▸ **Exercise description**:
Every line of the listing below needs to be reproduced exactly.

▸ **Task input**:
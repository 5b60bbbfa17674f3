// SPDX-FileCopyrightText: 2026 Confab Contributors
// SPDX-License-Identifier: MIT OR Apache-2.0

//! Database connection management with PRAGMA setup, WAL mode, and lifecycle.
//!
//! All writes are serialized through tokio-rusqlite's single background
//! thread. Do NOT create additional Connection instances for writes.

use confab_core::ConfabError;
use tracing::debug;

/// Handle to the WAL-mode SQLite database backing the event store.
pub struct Database {
    conn: tokio_rusqlite::Connection,
}

impl Database {
    /// Open (or create) the database at `path`, applying PRAGMAs and the
    /// schema. Schema creation is idempotent.
    pub async fn open(path: &str) -> Result<Self, ConfabError> {
        let conn = tokio_rusqlite::Connection::open(path)
            .await
            .map_err(|e| ConfabError::Store {
                source: Box::new(e),
            })?;

        conn.call(|conn| {
            conn.execute_batch(
                "PRAGMA journal_mode = WAL;
                 PRAGMA synchronous = NORMAL;
                 PRAGMA busy_timeout = 5000;
                 PRAGMA foreign_keys = ON;",
            )?;
            conn.execute_batch(SCHEMA)?;
            Ok(())
        })
        .await
        .map_err(map_tr_err)?;

        debug!(path, "database opened");
        Ok(Self { conn })
    }

    /// The underlying serialized connection.
    pub fn connection(&self) -> &tokio_rusqlite::Connection {
        &self.conn
    }

    /// Checkpoint the WAL and close the background connection.
    pub async fn close(&self) -> Result<(), ConfabError> {
        self.conn
            .call(|conn| {
                conn.execute_batch("PRAGMA wal_checkpoint(TRUNCATE);")?;
                Ok(())
            })
            .await
            .map_err(map_tr_err)?;
        debug!("WAL checkpoint complete");
        Ok(())
    }
}

/// Map a tokio-rusqlite error into the store error variant.
pub(crate) fn map_tr_err(e: tokio_rusqlite::Error) -> ConfabError {
    ConfabError::Store {
        source: Box::new(e),
    }
}

const SCHEMA: &str = "
CREATE TABLE IF NOT EXISTS events (
    id TEXT PRIMARY KEY,
    conversation_id TEXT NOT NULL,
    kind TEXT NOT NULL,
    created_at INTEGER NOT NULL,
    payload TEXT NOT NULL
);
CREATE INDEX IF NOT EXISTS idx_events_conversation_created
    ON events(conversation_id, created_at);

CREATE TABLE IF NOT EXISTS typing_indicators (
    conversation_id TEXT NOT NULL,
    user_id TEXT NOT NULL,
    is_typing INTEGER NOT NULL,
    updated_at INTEGER NOT NULL,
    PRIMARY KEY (conversation_id, user_id)
);

CREATE TABLE IF NOT EXISTS receipts (
    id TEXT PRIMARY KEY,
    message_id TEXT NOT NULL,
    conversation_id TEXT,
    user_id TEXT NOT NULL,
    status TEXT,
    emoji TEXT,
    updated_at INTEGER NOT NULL
);
CREATE INDEX IF NOT EXISTS idx_receipts_message ON receipts(message_id);

CREATE TABLE IF NOT EXISTS messages (
    id TEXT PRIMARY KEY,
    conversation_id TEXT NOT NULL,
    sender_id TEXT NOT NULL,
    created_at INTEGER NOT NULL
);
";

▸ **Task solution**:
repository 5b60bbbfa17674f3
// SPDX-FileCopyrightText: 2026 Confab Contributors
// SPDX-License-Identifier: MIT OR Apache-2.0

//! Database connection management with PRAGMA setup, WAL mode, and lifecycle.
//!
//! All writes are serialized through tokio-rusqlite's single background
//! thread. Do NOT create additional Connection instances for writes.

use confab_core::ConfabError;
use tracing::debug;

/// Handle to the WAL-mode SQLite database backing the event store.
pub struct Database {
    conn: tokio_rusqlite::Connection,
}

impl Database {
    /// Open (or create) the database at `path`, applying PRAGMAs and the
    /// schema. Schema creation is idempotent.
    pub async fn open(path: &str) -> Result<Self, ConfabError> {
        let conn = tokio_rusqlite::Connection::open(path)
            .await
            .map_err(|e| ConfabError::Store {
                source: Box::new(e),
            })?;

        conn.call(|conn| {
            conn.execute_batch(
                "PRAGMA journal_mode = WAL;
                 PRAGMA synchronous = NORMAL;
                 PRAGMA busy_timeout = 5000;
                 PRAGMA foreign_keys = ON;",
            )?;
            conn.execute_batch(SCHEMA)?;
            Ok(())
        })
        .await
        .map_err(map_tr_err)?;

        debug!(path, "database opened");
        Ok(Self { conn })
    }

    /// The underlying serialized connection.
    pub fn connection(&self) -> &tokio_rusqlite::Connection {
        &self.conn
    }

    /// Checkpoint the WAL and close the background connection.
    pub async fn close(&self) -> Result<(), ConfabError> {
        self.conn
            .call(|conn| {
                conn.execute_batch("PRAGMA wal_checkpoint(TRUNCATE);")?;
                Ok(())
            })
            .await
            .map_err(map_tr_err)?;
        debug!("WAL checkpoint complete");
        Ok(())
    }
}

/// Map a tokio-rusqlite error into the store error variant.
pub(crate) fn map_tr_err(e: tokio_rusqlite::Error) -> ConfabError {
    ConfabError::Store {
        source: Box::new(e),
    }
}

const SCHEMA: &str = "
CREATE TABLE IF NOT EXISTS events (
    id TEXT PRIMARY KEY,
    conversation_id TEXT NOT NULL,
    kind TEXT NOT NULL,
    created_at INTEGER NOT NULL,
    payload TEXT NOT NULL
);
CREATE INDEX IF NOT EXISTS idx_events_conversation_created
    ON events(conversation_id, created_at);

CREATE TABLE IF NOT EXISTS typing_indicators (
    conversation_id TEXT NOT NULL,
    user_id TEXT NOT NULL,
    is_typing INTEGER NOT NULL,
    updated_at INTEGER NOT NULL,
    PRIMARY KEY (conversation_id, user_id)
);

CREATE TABLE IF NOT EXISTS receipts (
    id TEXT PRIMARY KEY,
    message_id TEXT NOT NULL,
    conversation_id TEXT,
    user_id TEXT NOT NULL,
    status TEXT,
    emoji TEXT,
    updated_at INTEGER NOT NULL
);
CREATE INDEX IF NOT EXISTS idx_receipts_message ON receipts(message_id);

CREATE TABLE IF NOT EXISTS messages (
    id TEXT PRIMARY KEY,
    conversation_id TEXT NOT NULL,
    sender_id TEXT NOT NULL,
    created_at INTEGER NOT NULL
);
";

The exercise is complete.